Few U.S. Muslims voice support for suicide bombing or other forms of violence against civilians in the name of Islam; 81% say such acts are never justified, while fewer than one-in-ten say violence against civilians either is often justified (1%) or is sometimes justified (7%) to defend Islam.
The new Pew Research Center survey of Muslims around the globe finds that most adherents of the world’s second-largest religion are deeply committed to their faith and want its teachings to shape not only their personal lives but also their societies and politics.
In all but a handful of the 39 countries surveyed, a majority of Muslims say that Islam is the one true faith leading to eternal life in heaven and that belief in God is necessary to be a moral person. Many also think that their religious leaders should have at least some influence over political matters. And many express a desire for sharia – traditional Islamic law – to be recognized as the official law of their country.
The percentage of Muslims who say they want sharia to be “the official law of the land” varies widely yet the survey finds that in countries where there is strong backing for sharia, most Muslims favor religious freedom for people of other faiths. In Pakistan, for example, three-quarters of Muslims say that non-Muslims are very free to practice their religion, and fully 96% of those who share this assessment say it is “a good thing.” Yet 84% of Pakistani Muslims favor enshrining sharia as official law.
The survey – which involved more than 38,000 face-to-face interviews in 80-plus languages with Muslims across Europe, Asia, the Middle East and Africa – shows that Muslims tend to be most comfortable with using sharia in the domestic sphere, to settle family or property disputes.

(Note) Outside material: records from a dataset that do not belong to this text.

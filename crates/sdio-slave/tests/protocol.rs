//! Command handling, state recovery and lifecycle
#![allow(clippy::expect_used)]
#![allow(clippy::indexing_slicing)]
#![allow(clippy::arithmetic_side_effects)]
#![allow(clippy::cast_possible_truncation)]

mod common;

use common::{build_packet, ch, parse_frame, recorder, Host, Record};
use embassy_futures::block_on;
use platform::mocks::MockPin;
use platform::PinState;
use sdio_slave::command::{Cmd53, HostOp, CMD52, CMD53};
use sdio_slave::config::EVENT_QUEUE_DEPTH;
use sdio_slave::{
    BusState, Direction, DriverConfig, HandshakeConfig, SdioError, WakeHandshake,
};

fn with_tx(count: usize) -> Host {
    let host = Host::new(DriverConfig::default());
    host.slave
        .init_channel(ch(0), Direction::Tx, count, 256)
        .expect("tx init");
    host
}

fn queue(host: &Host, byte: u8) {
    let chain = host.tx_node(0, 0, &[byte; 16]);
    block_on(host.slave.submit_write(ch(0), chain, None)).expect("submit");
}

// ---- command decoding ----

#[test]
fn test_unknown_command_is_counted_and_rearmed() {
    let host = Host::new(DriverConfig::default());
    let armed = host.bus.arm_count();
    host.command(5, 0);
    host.settle();
    assert_eq!(host.slave.stats().unknown_commands, 1);
    assert_eq!(host.bus.arm_count(), armed + 1);
    assert_eq!(host.slave.state(Direction::Rx), BusState::CmdWait);
}

#[test]
fn test_cmd52_only_rearms() {
    let host = Host::new(DriverConfig::default());
    let armed = host.bus.arm_count();
    host.command(CMD52, 0x1234);
    assert_eq!(host.slave.poll(), 0);
    assert_eq!(host.bus.arm_count(), armed + 1);
    assert_eq!(host.slave.stats(), sdio_slave::DriverStats::default());
}

#[test]
fn test_open_ended_block_transfer_is_refused() {
    let host = Host::new(DriverConfig::default());
    host.ready_rx(0, 1, 512);
    host.command(CMD53, Cmd53::new(HostOp::Write, 1, true, 0, 0).0);
    assert_eq!(host.slave.poll(), 0);
    assert_eq!(host.slave.stats().rejected_commands, 1);
    assert_eq!(host.slave.state(Direction::Rx), BusState::CmdWait);

    // The link still works afterwards.
    host.host_write(&build_packet(&[Record::new(0, 1, &[7; 12])]));
    assert_eq!(host.take_rx(0), vec![Record::new(0, 1, &[7; 12])]);
}

#[test]
fn test_byte_mode_write_is_received() {
    let host = Host::new(DriverConfig::default());
    host.ready_rx(1, 1, 64);
    let packet = build_packet(&[Record::new(1, 3, &[0x42; 20])]);
    // 4-byte header, 20 bytes of data, end word.
    host.bus.host_write(&packet[..28]);
    host.command(CMD53, Cmd53::new(HostOp::Write, 1, false, 0, 28).0);
    host.settle();
    assert_eq!(host.take_rx(1), vec![Record::new(1, 3, &[0x42; 20])]);
    assert_eq!(host.slave.stats().desyncs, 0);
}

// ---- overload and desync ----

#[test]
fn test_full_event_queue_drops_and_counts() {
    let host = Host::new(DriverConfig::default());
    for _ in 0..=EVENT_QUEUE_DEPTH {
        host.command(CMD53, Cmd53::new(HostOp::Read, 1, true, 0, 1).0);
    }
    assert_eq!(host.slave.stats().dropped_events, 1);
    assert_eq!(host.slave.poll(), EVENT_QUEUE_DEPTH);
}

#[test]
fn test_tx_burst_does_not_starve_host_write() {
    let host = Host::new(DriverConfig::default());
    host.slave
        .init_channel(ch(0), Direction::Tx, EVENT_QUEUE_DEPTH + 4, 32)
        .expect("tx init");
    host.ready_rx(1, 1, 64);
    // More TX requests than the interrupt queue holds, none processed yet.
    for i in 0..EVENT_QUEUE_DEPTH + 4 {
        let chain = host.tx_node(0, 0, &[i as u8; 8]);
        host.slave
            .push_ongoing_node(ch(0), Direction::Tx, chain.head)
            .expect("queue tx");
    }
    host.host_write(&build_packet(&[Record::new(1, 2, &[0x5C; 20])]));

    assert_eq!(host.take_rx(1), vec![Record::new(1, 2, &[0x5C; 20])]);
    assert_eq!(host.slave.stats().dropped_events, 0);
    assert_eq!(host.slave.state(Direction::Rx), BusState::CmdWait);
    // The burst itself was framed in one go.
    let frame = host.host_read().expect("frame");
    assert_eq!(parse_frame(&frame).len(), EVENT_QUEUE_DEPTH + 4);
}

#[test]
fn test_dropped_host_write_is_rearmed_and_counted() {
    let host = Host::new(DriverConfig::default());
    host.ready_rx(0, 1, 64);
    for _ in 0..EVENT_QUEUE_DEPTH {
        host.command(CMD53, Cmd53::new(HostOp::Read, 1, true, 0, 1).0);
    }
    let armed = host.bus.arm_count();
    host.command(CMD53, Cmd53::new(HostOp::Write, 1, true, 0, 1).0);
    assert_eq!(host.slave.stats().dropped_events, 1);
    assert_eq!(host.slave.stats().desyncs, 1);
    assert_eq!(host.bus.arm_count(), armed + 1);
    assert_eq!(host.slave.state(Direction::Rx), BusState::CmdWait);

    // Once the queue drains, the host's retry goes through.
    host.settle();
    host.host_write(&build_packet(&[Record::new(0, 0, &[9; 12])]));
    assert_eq!(host.take_rx(0), vec![Record::new(0, 0, &[9; 12])]);
}

#[test]
fn test_block_count_mismatch_counts_desync_and_completes() {
    let host = with_tx(2);
    queue(&host, 1);
    host.settle();
    assert_eq!(host.bus.tx_length_blocks(), 1);

    let bytes = host.host_read_blocks(2);
    assert_eq!(host.slave.stats().desyncs, 1);
    assert_eq!(parse_frame(&bytes).len(), 1);
    assert_eq!(host.slave.stats().tx_packets, 1);
    assert_eq!(host.slave.tx_credits(ch(0)), 2);
}

#[test]
fn test_read_with_nothing_staged_is_a_desync() {
    let host = Host::new(DriverConfig::default());
    let bytes = host.host_read_blocks(1);
    assert!(bytes.is_empty());
    assert_eq!(host.slave.stats().desyncs, 1);
    assert_eq!(host.slave.state(Direction::Tx), BusState::CmdWait);
}

#[test]
fn test_busy_controller_aborts_and_readvertises() {
    let host = with_tx(2);
    queue(&host, 4);
    host.settle();

    host.bus.set_busy(true);
    let bytes = host.host_read_blocks(1);
    assert!(bytes.is_empty());
    assert_eq!(host.slave.stats().hw_timeouts, 1);
    assert_eq!(host.bus.tx_length_blocks(), 1);

    host.bus.set_busy(false);
    let frame = host.host_read().expect("frame offered again");
    assert_eq!(parse_frame(&frame)[0].data, vec![4; 16]);
}

#[test]
fn test_stalled_fifo_on_busy_rx_is_timeout() {
    let host = Host::new(DriverConfig::default());
    host.ready_rx(0, 1, 64);
    host.bus.set_busy(true);
    host.host_write(&build_packet(&[Record::new(0, 0, &[1; 4])]));
    assert_eq!(host.slave.stats().hw_timeouts, 1);
    assert!(host.take_rx(0).is_empty());
    // The buffer is still queued for the next write.
    assert_eq!(host.slave.list_counts(ch(0), Direction::Rx), Ok((0, 1, 0)));
    assert_eq!(host.slave.state(Direction::Rx), BusState::CmdWait);
}

// ---- reset and lifecycle ----

#[test]
fn test_reset_mid_read_restores_everything() {
    let host = with_tx(2);
    let (cb, seen) = recorder();
    host.slave
        .register_callback(ch(0), Direction::Tx, cb)
        .expect("callback");
    queue(&host, 8);
    host.settle();
    host.command(CMD53, Cmd53::new(HostOp::Read, 1, true, 0, 1).0);
    host.settle();
    assert_eq!(host.slave.state(Direction::Tx), BusState::TxActive);
    assert_eq!(host.slave.tx_credits(ch(0)), 1);

    host.slave.reset().expect("reset");
    assert_eq!(host.slave.state(Direction::Tx), BusState::CmdWait);
    assert_eq!(host.slave.state(Direction::Rx), BusState::CmdWait);
    assert_eq!(host.slave.tx_credits(ch(0)), 2);
    assert_eq!(seen.lock().expect("lock").len(), 1);
    assert_eq!(host.bus.tx_length_blocks(), 0);
    assert!(host.host_read().is_none());
}

#[test]
fn test_low_power_holds_announcements() {
    let host = with_tx(2);
    host.slave.enter_low_power().expect("sleep");
    assert_eq!(host.slave.state(Direction::Tx), BusState::Idle);
    assert_eq!(host.slave.enter_low_power(), Err(SdioError::NotInitialized));

    queue(&host, 3);
    host.settle();
    assert_eq!(host.bus.tx_length_blocks(), 0);

    host.slave.exit_low_power().expect("wake");
    assert_eq!(host.slave.state(Direction::Tx), BusState::CmdWait);
    assert_eq!(host.bus.tx_length_blocks(), 1);
    let frame = host.host_read().expect("frame");
    assert_eq!(parse_frame(&frame)[0].data, vec![3; 16]);
}

#[test]
fn test_init_deinit_cycle() {
    let host = Host::new(DriverConfig::default());
    assert_eq!(host.slave.init(), Err(SdioError::AlreadyInitialized));
    host.slave.deinit().expect("deinit");
    assert_eq!(host.slave.deinit(), Err(SdioError::NotInitialized));
    assert_eq!(host.slave.state(Direction::Rx), BusState::Idle);
    host.slave.init().expect("re-init");
    assert_eq!(host.slave.state(Direction::Rx), BusState::CmdWait);
}

// ---- handshake lines ----

#[test]
fn test_wake_line_follows_pending_tx() {
    let wake = MockPin::new(false);
    let forbid = MockPin::new(false);
    let handshake = WakeHandshake::new(wake.clone(), forbid, HandshakeConfig::default())
        .expect("handshake");
    let host = Host::with_notifier(DriverConfig::default(), handshake);
    host.slave
        .init_channel(ch(0), Direction::Tx, 2, 64)
        .expect("tx init");
    assert!(!wake.level());

    let chain = host.tx_node(0, 0, &[6; 4]);
    block_on(host.slave.submit_write(ch(0), chain, None)).expect("submit");
    host.settle();
    assert!(wake.level());

    host.host_read().expect("frame");
    assert!(!wake.level());
    assert_eq!(
        host.slave.notifier(|n| n.config().wakeup_level),
        PinState::High
    );
}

Overall, the survey finds that most Muslims see no inherent tension between being religiously devout and living in a modern society. Nor do they see any conflict between religion and science. Many favor democracy over authoritarian rule, believe that humans and other living things have evolved over time and say they personally enjoy Western movies, music and television – even though most think Western popular culture undermines public morality.